Work request ▸ Each line that contains the word "otherwise" is to be copied from the records below.

═══ Data shown ═══

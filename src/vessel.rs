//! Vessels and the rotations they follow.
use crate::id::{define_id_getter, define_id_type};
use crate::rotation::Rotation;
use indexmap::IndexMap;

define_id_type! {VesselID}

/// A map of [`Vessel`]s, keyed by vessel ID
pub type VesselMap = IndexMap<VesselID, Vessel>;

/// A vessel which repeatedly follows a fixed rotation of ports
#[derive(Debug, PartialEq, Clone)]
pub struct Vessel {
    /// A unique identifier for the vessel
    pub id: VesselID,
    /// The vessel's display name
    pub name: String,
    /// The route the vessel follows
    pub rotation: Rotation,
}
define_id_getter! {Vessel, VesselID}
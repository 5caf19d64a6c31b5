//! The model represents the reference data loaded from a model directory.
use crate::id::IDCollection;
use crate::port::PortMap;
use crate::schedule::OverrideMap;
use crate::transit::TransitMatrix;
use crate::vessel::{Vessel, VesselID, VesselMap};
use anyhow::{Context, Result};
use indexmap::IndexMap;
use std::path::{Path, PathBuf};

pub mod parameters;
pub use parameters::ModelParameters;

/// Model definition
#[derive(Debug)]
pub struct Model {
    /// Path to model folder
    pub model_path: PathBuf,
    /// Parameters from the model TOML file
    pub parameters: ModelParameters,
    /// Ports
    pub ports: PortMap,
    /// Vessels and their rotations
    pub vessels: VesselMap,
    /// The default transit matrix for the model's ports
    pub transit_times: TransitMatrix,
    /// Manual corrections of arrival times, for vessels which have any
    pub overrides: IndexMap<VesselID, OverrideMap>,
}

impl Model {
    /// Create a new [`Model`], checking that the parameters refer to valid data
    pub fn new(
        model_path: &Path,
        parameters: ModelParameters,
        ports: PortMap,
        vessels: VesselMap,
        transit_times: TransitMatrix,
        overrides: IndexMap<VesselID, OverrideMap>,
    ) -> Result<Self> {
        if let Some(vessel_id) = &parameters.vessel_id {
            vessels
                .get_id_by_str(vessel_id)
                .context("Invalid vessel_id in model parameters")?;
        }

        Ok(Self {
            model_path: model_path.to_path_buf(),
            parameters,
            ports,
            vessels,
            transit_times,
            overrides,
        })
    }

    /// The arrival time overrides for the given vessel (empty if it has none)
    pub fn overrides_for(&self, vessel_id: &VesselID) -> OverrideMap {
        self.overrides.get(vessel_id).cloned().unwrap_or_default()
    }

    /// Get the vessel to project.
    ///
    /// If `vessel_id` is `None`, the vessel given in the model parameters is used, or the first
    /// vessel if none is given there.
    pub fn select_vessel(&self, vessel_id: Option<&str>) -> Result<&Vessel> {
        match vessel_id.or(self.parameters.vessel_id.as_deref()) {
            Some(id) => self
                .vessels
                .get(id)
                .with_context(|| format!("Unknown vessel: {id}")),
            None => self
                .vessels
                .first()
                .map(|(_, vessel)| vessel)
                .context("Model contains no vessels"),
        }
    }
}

═══
═══ Data shown ═══

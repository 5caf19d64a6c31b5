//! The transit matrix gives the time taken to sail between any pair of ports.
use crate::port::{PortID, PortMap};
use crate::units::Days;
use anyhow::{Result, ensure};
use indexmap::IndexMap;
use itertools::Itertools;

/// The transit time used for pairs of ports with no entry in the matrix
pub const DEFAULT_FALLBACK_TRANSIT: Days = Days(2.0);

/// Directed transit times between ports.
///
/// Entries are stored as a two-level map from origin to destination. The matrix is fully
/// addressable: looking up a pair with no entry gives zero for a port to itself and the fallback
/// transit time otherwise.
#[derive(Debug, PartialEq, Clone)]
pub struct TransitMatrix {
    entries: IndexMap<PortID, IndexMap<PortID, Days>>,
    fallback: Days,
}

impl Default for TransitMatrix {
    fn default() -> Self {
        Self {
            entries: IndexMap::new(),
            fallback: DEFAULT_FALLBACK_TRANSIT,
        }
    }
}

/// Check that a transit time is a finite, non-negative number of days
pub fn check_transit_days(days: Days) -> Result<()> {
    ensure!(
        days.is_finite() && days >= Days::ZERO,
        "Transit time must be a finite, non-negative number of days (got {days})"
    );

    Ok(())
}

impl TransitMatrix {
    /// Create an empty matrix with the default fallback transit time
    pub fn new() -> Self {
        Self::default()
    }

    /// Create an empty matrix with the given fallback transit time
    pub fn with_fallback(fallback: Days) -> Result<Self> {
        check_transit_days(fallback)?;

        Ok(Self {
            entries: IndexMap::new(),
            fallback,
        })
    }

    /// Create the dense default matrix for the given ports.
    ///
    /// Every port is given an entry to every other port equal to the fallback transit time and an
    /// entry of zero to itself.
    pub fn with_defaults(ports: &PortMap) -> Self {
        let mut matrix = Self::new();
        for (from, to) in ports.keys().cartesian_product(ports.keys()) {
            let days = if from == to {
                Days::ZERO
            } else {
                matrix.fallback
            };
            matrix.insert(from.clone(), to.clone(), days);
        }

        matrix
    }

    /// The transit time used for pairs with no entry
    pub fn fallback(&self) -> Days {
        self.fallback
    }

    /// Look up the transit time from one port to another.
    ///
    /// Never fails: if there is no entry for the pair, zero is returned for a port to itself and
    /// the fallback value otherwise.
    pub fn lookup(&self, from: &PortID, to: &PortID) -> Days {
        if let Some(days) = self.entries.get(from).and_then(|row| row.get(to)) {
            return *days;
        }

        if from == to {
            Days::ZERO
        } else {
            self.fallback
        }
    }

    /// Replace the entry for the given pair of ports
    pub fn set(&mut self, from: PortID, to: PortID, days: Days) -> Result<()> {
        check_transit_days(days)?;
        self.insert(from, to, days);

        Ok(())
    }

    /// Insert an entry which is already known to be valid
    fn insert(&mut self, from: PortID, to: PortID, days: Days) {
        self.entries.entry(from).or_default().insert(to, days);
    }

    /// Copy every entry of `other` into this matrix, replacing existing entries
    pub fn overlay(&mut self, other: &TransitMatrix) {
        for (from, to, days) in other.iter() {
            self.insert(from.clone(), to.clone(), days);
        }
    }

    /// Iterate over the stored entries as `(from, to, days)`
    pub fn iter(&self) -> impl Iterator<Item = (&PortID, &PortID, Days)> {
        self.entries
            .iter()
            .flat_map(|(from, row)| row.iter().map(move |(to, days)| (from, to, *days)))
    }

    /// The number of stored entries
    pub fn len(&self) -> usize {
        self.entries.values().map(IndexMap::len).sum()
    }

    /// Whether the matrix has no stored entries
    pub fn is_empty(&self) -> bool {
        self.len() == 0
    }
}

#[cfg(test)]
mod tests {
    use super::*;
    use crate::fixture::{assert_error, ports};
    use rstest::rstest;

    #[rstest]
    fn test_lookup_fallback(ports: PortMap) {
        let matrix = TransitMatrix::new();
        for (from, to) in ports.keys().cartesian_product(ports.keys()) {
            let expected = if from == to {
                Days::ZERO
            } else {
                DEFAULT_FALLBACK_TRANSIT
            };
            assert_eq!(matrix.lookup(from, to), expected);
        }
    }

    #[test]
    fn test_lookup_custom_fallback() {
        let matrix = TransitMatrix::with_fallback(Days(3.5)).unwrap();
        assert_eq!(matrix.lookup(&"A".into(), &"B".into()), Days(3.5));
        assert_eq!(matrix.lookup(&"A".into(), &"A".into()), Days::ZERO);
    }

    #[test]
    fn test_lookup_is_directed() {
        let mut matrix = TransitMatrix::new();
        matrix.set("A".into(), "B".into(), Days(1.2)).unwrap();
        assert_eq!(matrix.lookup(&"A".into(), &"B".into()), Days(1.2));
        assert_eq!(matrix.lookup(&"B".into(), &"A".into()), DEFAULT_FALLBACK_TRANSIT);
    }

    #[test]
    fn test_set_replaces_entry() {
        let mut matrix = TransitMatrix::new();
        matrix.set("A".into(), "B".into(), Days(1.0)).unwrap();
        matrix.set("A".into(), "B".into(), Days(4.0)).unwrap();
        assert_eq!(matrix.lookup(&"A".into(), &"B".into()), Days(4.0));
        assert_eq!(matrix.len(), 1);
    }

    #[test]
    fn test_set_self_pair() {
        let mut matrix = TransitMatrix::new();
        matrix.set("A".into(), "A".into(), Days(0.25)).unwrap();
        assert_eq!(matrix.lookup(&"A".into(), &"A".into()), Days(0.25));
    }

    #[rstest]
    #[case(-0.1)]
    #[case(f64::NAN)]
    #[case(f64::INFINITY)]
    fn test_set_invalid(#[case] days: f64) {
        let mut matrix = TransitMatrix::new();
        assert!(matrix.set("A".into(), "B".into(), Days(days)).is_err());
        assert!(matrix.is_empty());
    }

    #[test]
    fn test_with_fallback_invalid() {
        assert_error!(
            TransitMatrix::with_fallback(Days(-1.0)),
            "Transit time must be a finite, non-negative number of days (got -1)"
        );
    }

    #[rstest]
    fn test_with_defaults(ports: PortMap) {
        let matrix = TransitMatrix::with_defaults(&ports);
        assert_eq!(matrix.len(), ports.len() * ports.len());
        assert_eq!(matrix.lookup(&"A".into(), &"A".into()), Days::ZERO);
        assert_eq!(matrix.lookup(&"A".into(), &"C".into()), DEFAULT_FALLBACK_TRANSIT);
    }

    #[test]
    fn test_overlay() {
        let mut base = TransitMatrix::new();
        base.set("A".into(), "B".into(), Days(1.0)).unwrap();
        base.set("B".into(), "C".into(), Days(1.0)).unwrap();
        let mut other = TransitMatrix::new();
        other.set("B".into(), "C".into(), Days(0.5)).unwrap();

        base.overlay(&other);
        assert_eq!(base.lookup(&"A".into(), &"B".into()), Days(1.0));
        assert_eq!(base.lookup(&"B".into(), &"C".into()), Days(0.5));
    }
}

═══
═══ Data shown ═══

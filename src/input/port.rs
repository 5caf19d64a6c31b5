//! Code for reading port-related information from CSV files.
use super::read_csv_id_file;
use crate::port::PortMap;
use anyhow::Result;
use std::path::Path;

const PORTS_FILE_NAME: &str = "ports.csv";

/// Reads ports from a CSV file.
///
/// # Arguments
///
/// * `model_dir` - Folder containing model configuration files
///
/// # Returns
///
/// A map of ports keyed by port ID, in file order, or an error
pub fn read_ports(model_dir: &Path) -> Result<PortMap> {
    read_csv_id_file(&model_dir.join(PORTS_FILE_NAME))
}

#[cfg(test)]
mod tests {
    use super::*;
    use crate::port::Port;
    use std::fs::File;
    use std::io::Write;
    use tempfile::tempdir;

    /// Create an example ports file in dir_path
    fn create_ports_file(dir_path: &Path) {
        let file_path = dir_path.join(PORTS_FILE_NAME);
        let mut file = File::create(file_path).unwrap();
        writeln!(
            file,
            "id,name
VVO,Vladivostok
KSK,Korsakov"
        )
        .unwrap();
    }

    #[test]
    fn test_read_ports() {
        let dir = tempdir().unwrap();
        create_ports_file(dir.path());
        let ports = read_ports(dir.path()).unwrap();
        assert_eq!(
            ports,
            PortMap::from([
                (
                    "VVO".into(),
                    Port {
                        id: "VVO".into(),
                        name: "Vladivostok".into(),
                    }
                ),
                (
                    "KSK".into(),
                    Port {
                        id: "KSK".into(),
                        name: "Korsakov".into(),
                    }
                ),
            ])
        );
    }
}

═══

Written response ▸
/// transit time otherwise.
    /// the fallback value otherwise.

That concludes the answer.